[[ Record excerpts open ]]

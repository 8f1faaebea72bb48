//! Category prediction from transaction descriptions.

use serde::Serialize;

use crate::{aggregation::UNCATEGORIZED, category::Taxonomy, rule::models::Rule};

/// The outcome of predicting a transaction's category.
#[derive(Debug, Clone, PartialEq, Serialize)]
pub struct Prediction {
    /// The category name, spelled as in the user's taxonomy, or "Uncategorized".
    pub predicted_category: String,
    /// 1.0 when a rule matched, 0.0 otherwise.
    pub confidence: f64,
    /// Whether the caller should ask the user to confirm the category.
    pub is_uncertain: bool,
}

impl Prediction {
    fn uncategorized() -> Self {
        Self {
            predicted_category: UNCATEGORIZED.to_owned(),
            confidence: 0.0,
            is_uncertain: true,
        }
    }
}

/// Predict the category for `description` with the first rule that matches.
///
/// `rules` must already be in the order they should be tried, see
/// [get_rules](crate::rule::get_rules).
/// The prediction falls back to "Uncategorized" when no rule matches or the
/// matching rule names a category that is not in `taxonomy`.
pub fn predict_category(description: &str, rules: &[Rule], taxonomy: &Taxonomy) -> Prediction {
    let Some(rule) = rules
        .iter()
        .find(|rule| matches_rule_pattern(description, &rule.pattern))
    else {
        return Prediction::uncategorized();
    };

    match taxonomy.find_category(&rule.category) {
        Some(category) => Prediction {
            predicted_category: category.to_owned(),
            confidence: 1.0,
            is_uncertain: false,
        },
        None => {
            tracing::debug!(
                "Rule {} matched \"{description}\" but its category \"{}\" is not in the taxonomy",
                rule.id,
                rule.category
            );
            Prediction::uncategorized()
        }
    }
}

/// Pick the category to store for a new transaction.
///
/// A `requested` category is kept when it is in `taxonomy`, using the taxonomy's spelling.
/// Otherwise the category is predicted from `description`.
pub fn choose_category(
    requested: Option<&str>,
    description: &str,
    rules: &[Rule],
    taxonomy: &Taxonomy,
) -> String {
    match requested.and_then(|category| taxonomy.find_category(category)) {
        Some(category) => category.to_owned(),
        None => predict_category(description, rules, taxonomy).predicted_category,
    }
}

/// Check if a transaction description contains a rule pattern (case-insensitive).
#[inline]
fn matches_rule_pattern(description: &str, pattern: &str) -> bool {
    description
        .to_lowercase()
        .contains(&pattern.to_lowercase())
}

[[ Record excerpts closed ]]

Repeat the records. Match them exactly.

repository 8f1faaebea72bb48
//! Category prediction from transaction descriptions.

use serde::Serialize;

use crate::{aggregation::UNCATEGORIZED, category::Taxonomy, rule::models::Rule};

/// The outcome of predicting a transaction's category.
#[derive(Debug, Clone, PartialEq, Serialize)]
pub struct Prediction {
    /// The category name, spelled as in the user's taxonomy, or "Uncategorized".
    pub predicted_category: String,
    /// 1.0 when a rule matched, 0.0 otherwise.
    pub confidence: f64,
    /// Whether the caller should ask the user to confirm the category.
    pub is_uncertain: bool,
}

impl Prediction {
    fn uncategorized() -> Self {
        Self {
            predicted_category: UNCATEGORIZED.to_owned(),
            confidence: 0.0,
            is_uncertain: true,
        }
    }
}

/// Predict the category for `description` with the first rule that matches.
///
/// `rules` must already be in the order they should be tried, see
/// [get_rules](crate::rule::get_rules).
/// The prediction falls back to "Uncategorized" when no rule matches or the
/// matching rule names a category that is not in `taxonomy`.
pub fn predict_category(description: &str, rules: &[Rule], taxonomy: &Taxonomy) -> Prediction {
    let Some(rule) = rules
        .iter()
        .find(|rule| matches_rule_pattern(description, &rule.pattern))
    else {
        return Prediction::uncategorized();
    };

    match taxonomy.find_category(&rule.category) {
        Some(category) => Prediction {
            predicted_category: category.to_owned(),
            confidence: 1.0,
            is_uncertain: false,
        },
        None => {
            tracing::debug!(
                "Rule {} matched \"{description}\" but its category \"{}\" is not in the taxonomy",
                rule.id,
                rule.category
            );
            Prediction::uncategorized()
        }
    }
}

/// Pick the category to store for a new transaction.
///
/// A `requested` category is kept when it is in `taxonomy`, using the taxonomy's spelling.
/// Otherwise the category is predicted from `description`.
pub fn choose_category(
    requested: Option<&str>,
    description: &str,
    rules: &[Rule],
    taxonomy: &Taxonomy,
) -> String {
    match requested.and_then(|category| taxonomy.find_category(category)) {
        Some(category) => category.to_owned(),
        None => predict_category(description, rules, taxonomy).predicted_category,
    }
}

/// Check if a transaction description contains a rule pattern (case-insensitive).
#[inline]
fn matches_rule_pattern(description: &str, pattern: &str) -> bool {
    description
        .to_lowercase()
        .contains(&pattern.to_lowercase())
}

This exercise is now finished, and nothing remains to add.